By 1929 the revolutionary movement in India had developed and in December of that year, Bhagwati Charan and Chandra Shekhar Azad wrote an article defending the Delhi Bomb Case revolutionaries from Gandhi’s scathing criticism, in which they argued,

The revolutionaries believe that the deliverance of their country will come through revolution… (This) revolution will not only express itself in the form of an armed conflict between the foreign government and its supporters and the people, it will also usher in a new social order. The revolution will ring the death knell of Capitalism and class distinctions and privileges. It will bring joy and prosperity to the starving millions who are seething under the terrible yoke of both foreign and Indian exploitation.

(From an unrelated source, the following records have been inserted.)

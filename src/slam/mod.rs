//! Boundary to the incremental SLAM backend
//!
//! The scan-to-map fusion algorithm itself lives outside this crate; here
//! is its contract and the loop that drives it. The loop is the sole
//! writer of the shared map buffer and, in steady state, of the shared
//! pose. Everyone else reads through snapshots.

pub mod persistence;
pub mod state;

use std::time::Duration;

use log::debug;
use tokio::sync::watch;

use crate::common::Pose;
use crate::perception::scan::Scan;
use self::state::{SharedMap, SharedPose, SharedScan};

/// Contract of the external incremental fusion algorithm
pub trait SlamAlgorithm: Send {
    /// Fuse one scan into the internal map and pose estimate
    fn update(&mut self, scan: &Scan);

    /// Current pose estimate
    fn pose(&self) -> Pose;

    /// Override the pose estimate, used to seed a relocalized pose before
    /// steady-state fusion starts
    fn seed_pose(&mut self, pose: Pose);

    /// Render the internal map into a flat byte buffer of the shared
    /// map's dimensions
    fn render_map(&self, buffer: &mut [u8]);
}

/// Steady-state fusion loop.
///
/// Each iteration takes the most recent complete scan, feeds it to the
/// algorithm, and publishes the updated pose and map. An absent or empty
/// scan (nothing arrived yet, or the sensor saw no returns) skips the
/// iteration instead of disturbing the estimate. Exits promptly when the
/// shutdown signal is raised.
pub async fn run_slam_loop<A>(
    mut algorithm: A,
    scans: SharedScan,
    pose: SharedPose,
    map: SharedMap,
    period: Duration,
    mut shutdown: watch::Receiver<bool>,
) where
    A: SlamAlgorithm,
{
    loop {
        if *shutdown.borrow() {
            break;
        }

        match scans.snapshot() {
            Some(scan) if scan.return_count() > 0 => {
                algorithm.update(&scan);
                pose.store(algorithm.pose());
                map.update_with(|buffer| algorithm.render_map(buffer));
            }
            _ => debug!("no usable scan yet, skipping fusion step"),
        }

        tokio::select! {
            _ = tokio::time::sleep(period) => {}
            changed = shutdown.changed() => {
                if changed.is_err() {
                    break;
                }
            }
        }
    }
}

#[cfg(test)]
mod tests {
    use super::*;

    /// Walks its pose forward on every update and paints the map with the
    /// update count
    struct CountingSlam {
        updates: u32,
        pose: Pose,
    }

    impl CountingSlam {
        fn new() -> Self {
            CountingSlam {
                updates: 0,
                pose: Pose::origin(),
            }
        }
    }

    impl SlamAlgorithm for CountingSlam {
        fn update(&mut self, _scan: &Scan) {
            self.updates += 1;
            self.pose.x += 1.0;
        }

        fn pose(&self) -> Pose {
            self.pose
        }

        fn seed_pose(&mut self, pose: Pose) {
            self.pose = pose;
        }

        fn render_map(&self, buffer: &mut [u8]) {
            buffer.fill(self.updates as u8);
        }
    }

    #[tokio::test]
    async fn loop_publishes_pose_and_map_then_exits_on_shutdown() {
        let scans = SharedScan::new();
        let pose = SharedPose::new();
        let map = SharedMap::unexplored(4);
        let (shutdown_tx, shutdown_rx) = watch::channel(false);

        scans.publish(Scan::from_distances(vec![100.0, 0.0, 200.0, 0.0]));

        // a relocalized pose seeds the backend before steady state begins
        let mut algorithm = CountingSlam::new();
        algorithm.seed_pose(Pose::new(500.0, 0.0, 0.0));

        let task = tokio::spawn(run_slam_loop(
            algorithm,
            scans.clone(),
            pose.clone(),
            map.clone(),
            Duration::from_millis(1),
            shutdown_rx,
        ));

        // wait until at least one fusion step has been published
        while pose.get().x < 501.0 {
            tokio::time::sleep(Duration::from_millis(1)).await;
        }

        shutdown_tx.send(true).unwrap();
        task.await.unwrap();

        // estimates continue from the seeded pose, not from the origin
        assert!(pose.get().x >= 501.0);
        assert!(map.snapshot().at(0, 0) >= 1);
    }

    #[tokio::test]
    async fn empty_scans_do_not_reach_the_algorithm() {
        let scans = SharedScan::new();
        let pose = SharedPose::new();
        let map = SharedMap::unexplored(4);
        let (shutdown_tx, shutdown_rx) = watch::channel(false);

        // slot populated, but with a scan that saw nothing
        scans.publish(Scan::empty(4));

        let task = tokio::spawn(run_slam_loop(
            CountingSlam::new(),
            scans,
            pose.clone(),
            map.clone(),
            Duration::from_millis(1),
            shutdown_rx,
        ));

        tokio::time::sleep(Duration::from_millis(10)).await;
        shutdown_tx.send(true).unwrap();
        task.await.unwrap();

        assert_eq!(pose.get(), Pose::origin());
        assert_eq!(map.snapshot().at(0, 0), 127);
    }
}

In 1931 in a note to the party, the great pro-independence revolutionary, Bhagat Singh, wrote about Gandhism as the dominant ideology in the Congress, which is unable to take a stand against the British and instead wants to become a partner in power… (the Congress) is working as a centrist party and has always been so. It is embarrassed to face reality. The leaders who run it are those people whose interests are associated with the party… If revolutionary blood does not succeed in giving it a new lease of life… it will be necessary to save it (the party) from its allies.
Interestingly although Gandhi insisted on the acceptance of non-violence dogmatically, younger members were not so averse or critical of the revolutionaries. Subhas Bose and Jawaharlal Nehru were the two prominent Congressmen who supported the revolutionaries. Chandra Shekhar Azad used to receive money regularly from Motilal Nehru.

Money to the revolutionaries was also supplied by Puroshattamdas Tandon and Shiv Prasad Gupta. Even leaders like Maulana Shaukat Ali and Krishna Kant Malviya supplied revolvers to Sanyal. “The non-violence of the Mahatma was by-passed by the Congressmen and they were not found wanting in their moral, financial and other support to the revolutionaries,” say Irfan Habib and S.K. Mittal. That there was public sympathy for the revolutionaries and support from within the Congress must have been known to Gandhi. It may well have been a fact that Gandhi, sensing a threat to his leadership, became increasingly bitter towards the revolutionaries and when he could have negotiated a release for some of them he chose not to. And what is it to keep perceived “dissidents” who pose a threat to one’s leadership, but the very definition of dictatorship? And still today at a time when we consider ourselves so enlightened, we continue to fall for the propa-gandhi that the Mahatma was the ultimate democrat.

We should make a distinction here between a “pro-independence freedom fighter” and a “terrorist”. If one is trying to liberate one’s country and its people from the yoke of a brutal foreign occupation, and is targeting the military and top political brass of the foreign occupier, how does that make one a “terrorist” in any reasonable sense of the word?